Latin America was generally upbeat. In Europe, only Italy and Bulgaria were not. China had the most favorable result: 62% of respondents said their lives had improved, and only 18% said they had grown worse. (The sample in China was disproportionately urban.) The most negative country was strife-torn Lebanon, where 58% said their lives had worsened and only 19% said they had become better.

The Pew Global Attitudes survey also asked people in 2007 to rate satisfaction with their current lives on a scale from 0 to 10. In 20 of the 35 countries for which comparable results were available from 2002, the share of people who gave themselves a satisfaction rating of seven or higher rose significantly; only in five countries did this category shrink. Americans and French held even.

Personal contentment tended to rise the most in countries whose economies were expanding most rapidly.

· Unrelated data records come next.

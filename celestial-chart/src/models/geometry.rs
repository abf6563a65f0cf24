//! Outline geometry attached to catalog records.
//!
//! Coordinates are `(ra_degrees, dec_degrees)` pairs exactly as stored in the
//! catalog. Conversion to plot coordinates (RA in hours) happens in
//! [`Ring::to_plot_coords`].

/// A single outline ring in catalog coordinates.
#[derive(Debug, Clone, PartialEq)]
pub struct Ring(pub Vec<(f64, f64)>);

#[derive(Debug, Clone, PartialEq)]
pub enum Geometry {
    Point { ra: f64, dec: f64 },
    Polygon(Ring),
    MultiPolygon(Vec<Ring>),
}

impl Geometry {
    /// Outline rings, if this geometry has any.
    pub fn rings(&self) -> &[Ring] {
        match self {
            Geometry::Point { .. } => &[],
            Geometry::Polygon(ring) => std::slice::from_ref(ring),
            Geometry::MultiPolygon(rings) => rings,
        }
    }

    pub fn is_outline(&self) -> bool {
        !matches!(self, Geometry::Point { .. })
    }
}

impl Ring {
    pub fn new(coords: Vec<(f64, f64)>) -> Self {
        Self(coords)
    }

    /// A ring is drawable when all vertices are finite and it has at least
    /// three distinct vertices.
    pub fn is_drawable(&self) -> bool {
        if self.0.iter().any(|(x, y)| !x.is_finite() || !y.is_finite()) {
            return false;
        }
        let mut distinct: Vec<(f64, f64)> = Vec::with_capacity(self.0.len());
        for &p in &self.0 {
            if !distinct.contains(&p) {
                distinct.push(p);
                if distinct.len() >= 3 {
                    return true;
                }
            }
        }
        false
    }

    /// Vertices in plot coordinates (RA hours, Dec degrees), explicitly
    /// closed: the first vertex is repeated at the end unless it is already
    /// there.
    pub fn to_plot_coords(&self) -> Vec<(f64, f64)> {
        let mut coords: Vec<(f64, f64)> =
            self.0.iter().map(|&(ra, dec)| (ra / 15.0, dec)).collect();
        if let (Some(&first), Some(&last)) = (coords.first(), coords.last()) {
            if first != last {
                coords.push(first);
            }
        }
        coords
    }
}
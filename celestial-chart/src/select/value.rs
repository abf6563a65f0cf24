use std::cmp::Ordering;
use std::fmt;

/// A scalar attribute value as seen by selection expressions.
#[derive(Debug, Clone, PartialEq)]
pub enum Value {
    Int(i64),
    Float(f64),
    Text(String),
    Bool(bool),
}

impl Value {
    pub fn as_f64(&self) -> Option<f64> {
        match self {
            Value::Int(i) => Some(*i as f64),
            Value::Float(f) => Some(*f),
            _ => None,
        }
    }

    pub fn as_str(&self) -> Option<&str> {
        match self {
            Value::Text(s) => Some(s),
            _ => None,
        }
    }

    pub fn kind(&self) -> &'static str {
        match self {
            Value::Int(_) => "integer",
            Value::Float(_) => "float",
            Value::Text(_) => "text",
            Value::Bool(_) => "bool",
        }
    }

    /// Equality with integer/float coercion. Values of different kinds are
    /// never equal.
    pub fn matches(&self, other: &Value) -> bool {
        match (self, other) {
            (Value::Int(a), Value::Int(b)) => a == b,
            (Value::Text(a), Value::Text(b)) => a == b,
            (Value::Bool(a), Value::Bool(b)) => a == b,
            _ => match (self.as_f64(), other.as_f64()) {
                (Some(a), Some(b)) => a == b,
                _ => false,
            },
        }
    }

    /// Ordering between two values of compatible kinds.
    ///
    /// Returns `Err(())` when the kinds cannot be ordered against each other,
    /// and `Ok(None)` when they can but the pair is unordered (a NaN).
    pub(crate) fn order(&self, other: &Value) -> Result<Option<Ordering>, ()> {
        match (self, other) {
            (Value::Int(a), Value::Int(b)) => Ok(Some(a.cmp(b))),
            (Value::Text(a), Value::Text(b)) => Ok(Some(a.cmp(b))),
            (Value::Bool(a), Value::Bool(b)) => Ok(Some(a.cmp(b))),
            _ => match (self.as_f64(), other.as_f64()) {
                (Some(a), Some(b)) => Ok(a.partial_cmp(&b)),
                _ => Err(()),
            },
        }
    }
}

impl fmt::Display for Value {
    fn fmt(&self, f: &mut fmt::Formatter<'_>) -> fmt::Result {
        match self {
            Value::Int(i) => write!(f, "{i}"),
            Value::Float(x) => write!(f, "{x}"),
            Value::Text(s) => write!(f, "{s:?}"),
            Value::Bool(b) => write!(f, "{b}"),
        }
    }
}

impl From<f64> for Value {
    fn from(v: f64) -> Self {
        Value::Float(v)
    }
}

impl From<f32> for Value {
    fn from(v: f32) -> Self {
        Value::Float(v as f64)
    }
}

impl From<i64> for Value {
    fn from(v: i64) -> Self {
        Value::Int(v)
    }
}

impl From<i32> for Value {
    fn from(v: i32) -> Self {
        Value::Int(v as i64)
    }
}

impl From<u32> for Value {
    fn from(v: u32) -> Self {
        Value::Int(v as i64)
    }
}

impl From<bool> for Value {
    fn from(v: bool) -> Self {
        Value::Bool(v)
    }
}

impl From<&str> for Value {
    fn from(v: &str) -> Self {
        Value::Text(v.to_string())
    }
}

impl From<String> for Value {
    fn from(v: String) -> Self {
        Value::Text(v)
    }
}

impl From<&String> for Value {
    fn from(v: &String) -> Self {
        Value::Text(v.clone())
    }
}

#[cfg(test)]
mod tests {
    use super::*;

    #[test]
    fn int_and_float_are_equal_when_numerically_equal() {
        assert!(Value::Int(4).matches(&Value::Float(4.0)));
        assert!(Value::Float(4.0).matches(&Value::Int(4)));
        assert!(!Value::Int(4).matches(&Value::Float(4.5)));
    }

    #[test]
    fn different_kinds_never_match() {
        assert!(!Value::from("4").matches(&Value::Int(4)));
        assert!(!Value::Bool(true).matches(&Value::Int(1)));
    }

    #[test]
    fn text_orders_lexically() {
        let a = Value::from("Bellatrix");
        let b = Value::from("Sirius");
        assert_eq!(a.order(&b), Ok(Some(Ordering::Less)));
    }

    #[test]
    fn text_against_number_cannot_be_ordered() {
        assert_eq!(Value::from("x").order(&Value::Float(1.0)), Err(()));
    }

    #[test]
    fn nan_is_unordered() {
        assert_eq!(Value::Float(f64::NAN).order(&Value::Float(1.0)), Ok(None));
    }
}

Satisfaction rose significantly in five of the six Eastern European countries and all six in Latin America. Among the 35 nations, Brazil recorded the largest gains, advancing from 43% highly satisfied in 2002 to 63% in 2007.

Problems at Home…

FigureIncreasing satisfaction does not mean that people no longer identify problems. As in nine of the other 46 countries surveyed in 2007, Americans put illegal drugs at the top of their list of problems. Just over three Americans in five said illegal drugs were a “very big problem.”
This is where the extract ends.